Genes Do Not Cause Disease

Great time, effort, and money was spent in unraveling the human genome. A principal justification for that enormous project was the belief that identifying genes would unleash unimaginable health benefits: we (or at least gene technologists) would be able to manipulate defective genes or at the very least find out which gene variations are associated with the risk of disease and disability.

The Human Genome Project produced two big surprises. First, humans have far fewer genes than other organisms that are supposedly more primitive. The second surprise was that only about 3% of human DNA seemed to be doing anything. No one knew what the other 97% was doing. It was called Junk DNA.

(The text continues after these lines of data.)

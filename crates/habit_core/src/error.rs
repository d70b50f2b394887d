use thiserror::Error;

use crate::habit::HabitId;

pub type HabitResult<T> = Result<T, HabitError>;

#[derive(Debug, Error, Clone, PartialEq, Eq)]
pub enum HabitError {
    /// A date argument is not a real calendar day in `YYYY-MM-DD` form.
    #[error("invalid date `{0}`: expected YYYY-MM-DD")]
    InvalidDate(String),

    #[error("habit `{0}` not found")]
    NotFound(HabitId),

    /// The backing store could not persist or load habits.
    #[error("habit store unavailable: {0}")]
    StoreUnavailable(String),

    /// Form data rejected before it reached the store.
    #[error("validation failed: {0}")]
    Validation(String),
}

impl HabitError {
    pub fn invalid_date(input: impl Into<String>) -> Self {
        Self::InvalidDate(input.into())
    }

    pub fn store_unavailable(msg: impl Into<String>) -> Self {
        Self::StoreUnavailable(msg.into())
    }

    pub fn validation(msg: impl Into<String>) -> Self {
        Self::Validation(msg.into())
    }

    /// Failures a caller may retry once the backing store recovers.
    pub fn is_retryable(&self) -> bool {
        matches!(self, Self::StoreUnavailable(_))
    }
}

Fairly quickly, scientists discovered that genes are actually networks of DNA. In other words, the work of understanding our genes moved even further away from the 19th Century idea of a gene as a single chemical that determined a single physical trait—for example, a gene for eye color, another for intelligence, yet another for disease risk.

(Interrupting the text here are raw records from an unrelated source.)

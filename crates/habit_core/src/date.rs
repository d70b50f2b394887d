//! Canonical `YYYY-MM-DD` dates and month arithmetic used by the calendar.

use chrono::{Datelike, NaiveDate};

use crate::error::{HabitError, HabitResult};

pub const MONTH_NAMES: [&str; 12] = [
    "January",
    "February",
    "March",
    "April",
    "May",
    "June",
    "July",
    "August",
    "September",
    "October",
    "November",
    "December",
];

/// Weekday headings in grid order; weeks start on Sunday.
pub const DAY_NAMES: [&str; 7] = ["Sun", "Mon", "Tue", "Wed", "Thu", "Fri", "Sat"];

/// Parses a zero-padded `YYYY-MM-DD` string into a calendar day.
///
/// Anything else (missing padding, trailing text, impossible days like
/// `2025-02-30`) is rejected with [`HabitError::InvalidDate`].
pub fn parse_date(input: &str) -> HabitResult<NaiveDate> {
    let bytes = input.as_bytes();
    let well_formed = bytes.len() == 10
        && bytes[4] == b'-'
        && bytes[7] == b'-'
        && bytes
            .iter()
            .enumerate()
            .all(|(idx, b)| idx == 4 || idx == 7 || b.is_ascii_digit());
    if !well_formed {
        return Err(HabitError::invalid_date(input));
    }
    NaiveDate::parse_from_str(input, "%Y-%m-%d").map_err(|_| HabitError::invalid_date(input))
}

pub fn format_date(date: NaiveDate) -> String {
    date.format("%Y-%m-%d").to_string()
}

/// First day of the given month, rejecting months outside `1..=12`.
pub fn first_of_month(year: i32, month: u32) -> HabitResult<NaiveDate> {
    NaiveDate::from_ymd_opt(year, month, 1)
        .ok_or_else(|| HabitError::invalid_date(format!("{year:04}-{month:02}")))
}

/// Number of days in `month`; zero for a month outside `1..=12`.
pub fn days_in_month(year: i32, month: u32) -> u32 {
    match month {
        1 | 3 | 5 | 7 | 8 | 10 | 12 => 31,
        4 | 6 | 9 | 11 => 30,
        2 => {
            if is_leap_year(year) {
                29
            } else {
                28
            }
        }
        _ => 0,
    }
}

pub fn is_leap_year(year: i32) -> bool {
    (year % 4 == 0 && year % 100 != 0) || year % 400 == 0
}

/// Empty cells before the first of the month in a Sunday-first grid.
pub fn first_weekday_offset(year: i32, month: u32) -> HabitResult<u32> {
    Ok(first_of_month(year, month)?.weekday().num_days_from_sunday())
}

/// Moves `delta` months forward (or backward when negative).
pub fn shift_month(year: i32, month: u32, delta: i32) -> HabitResult<(i32, u32)> {
    first_of_month(year, month)?;
    let total_months = i64::from(year) * 12 + i64::from(month) - 1 + i64::from(delta);
    let target_month = (total_months.rem_euclid(12) + 1) as u32;
    let target_year = i32::try_from(total_months.div_euclid(12))
        .map_err(|_| HabitError::invalid_date(format!("{year:04}-{month:02}{delta:+}")))?;
    first_of_month(target_year, target_month)?;
    Ok((target_year, target_month))
}

pub fn month_title(year: i32, month: u32) -> HabitResult<String> {
    first_of_month(year, month)?;
    Ok(format!("{} {}", MONTH_NAMES[(month - 1) as usize], year))
}

/// Parses a `YYYY-MM` month selector.
pub fn parse_month(input: &str) -> HabitResult<(i32, u32)> {
    let date = parse_date(&format!("{input}-01"))?;
    Ok((date.year(), date.month()))
}

/// Serde adapter storing a date set as sorted canonical strings.
pub mod canonical_dates {
    use std::collections::BTreeSet;

    use chrono::NaiveDate;
    use serde::{Deserialize, Deserializer, Serializer};

    use super::{format_date, parse_date};

    pub fn serialize<S>(dates: &BTreeSet<NaiveDate>, serializer: S) -> Result<S::Ok, S::Error>
    where
        S: Serializer,
    {
        serializer.collect_seq(dates.iter().map(|date| format_date(*date)))
    }

    pub fn deserialize<'de, D>(deserializer: D) -> Result<BTreeSet<NaiveDate>, D::Error>
    where
        D: Deserializer<'de>,
    {
        let raw: Vec<String> = Vec::deserialize(deserializer)?;
        raw.iter()
            .map(|value| parse_date(value).map_err(serde::de::Error::custom))
            .collect()
    }
}
use clap::Parser;
use habit_app::app::{run, AppConfig};
use habit_app::cli::{Cli, Command};

fn main() {
    tracing_subscriber::fmt().with_writer(std::io::stderr).init();
    let cli = Cli::parse();

    let config = match AppConfig::from_env() {
        Ok(mut config) => match config.apply_cli(&cli) {
            Ok(()) => config,
            Err(err) => {
                eprintln!("{err:#}");
                std::process::exit(2);
            }
        },
        Err(err) => {
            eprintln!("{err:#}");
            std::process::exit(2);
        }
    };

    let command = cli.command.unwrap_or(Command::List);
    let mut stdout = std::io::stdout().lock();
    if let Err(err) = run(config, command, &mut stdout) {
        eprintln!("habits: {err:#}");
        std::process::exit(1);
    }
}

Sixty years ago DNA was identified as the gene chemical. It maps the proteins that go about the life processes of cells, tissues, and organisms. As a result, the science of “the gene” was detached from traits and reattached to chemical reactions. The Human Genome Project moved this detachment even further along by prompting discoveries of the myriad ways in which collections of DNA segments are orchestrated to produce not just one but often myriad proteins.

Yet the old notion of one-gene-one-trait has clung to the science. It is the horse on which the science rides, carrying it through public and political fields to the citadels of research funding.

There’s no better example than recent research that promises to reveal what Junk DNA is doing. Published in Nature Structural and Molecular Biology, researchers at UC San Diego argue that although Junk DNA doesn’t produce proteins, it does produce RNA—an intermediate messenger that helps orchestrate the protein creation process.

The authors tell us that their work provides insight into the working of two genes associated with neurodevelopmental disorders, such as autism and certain cancers.

So we not only have a complex network of DNA for producing one or even many proteins, we have an even more extensive system of DNA that orchestrates or otherwise serves that process—and so we are even further from one gene, one trait. And yet daily reports attest to the attention and resources devoted to genetics based on this mistaken view. Not only daily reports, but enthusiastic campaigns to create things such as personalized medicine based on individualized genome analysis.

I think there are two fatal flaws to following this path.

The first fatal flaw is that the new Junk DNA science and some other recent results provide good reason to believe that current so-called advances in medical technology based on older models of how genes and cells work is wrong—or at least wrong enough that the technologies cannot provide reliable results. People subjected to them would simply be experimental subjects: might work, might not.

The second fatal flaw is that there’s no reason to believe any technologies based on the new understanding of gene expression will be any more successful than current technologies based on the old understanding. Although many are still enthusiastic, after a decade of work flowing from the Human Genome Project there’s very little in the gene-based medical repertoire that works—no cure for cancer, heart disease, or much of anything else.

What all of this does demonstrate is the deep and abiding commitment of conventional medicine and public and private funders to the 19th Century idea that, by identifying the piece of your biology responsible for illness, some clever boy or girl engineer can fix it. The problem is you. And we (the engineers) can fix you.

On the other hand, the Robert Wood Johnson Foundation launched a program several years ago that sprouted a catch phrase: zip code is more important for health than genetic code. The Program’s most recent report “Overcoming Obstacles to Health in 2013 and Beyond” concludes, among other things, that

• For both men and women, more education means longer life;

• Compared with children in the high-income families, children in poor families are more than four times as likely to be in less than “very good” health; and

• Health differs not only by race or ethnicity but differs by income within each racial or ethnic group.

This is a far more powerful way of approaching health and illness than genetic identity and manipulation. It’s more powerful because of something quite obvious, something even genetic technology enthusiasts know: our genes, our DNA-based biological chemistry not only responds to our environment, it is the environment that ultimately orchestrates our biological chemistry. And we are the ones who cause that environment to wither or flourish—and ourselves along with it.

Earlier I mentioned two fatal flaws to the commercial and scientific love affair with gene research. There’s a third: gene science as the focus of health science consists of answering the wrong question. The British epidemiologist Geoffrey Rose observed that when environmental causes of illness are removed, susceptibility (genetic or otherwise) doesn’t matter because there’s nothing there to provoke our biological chemistry.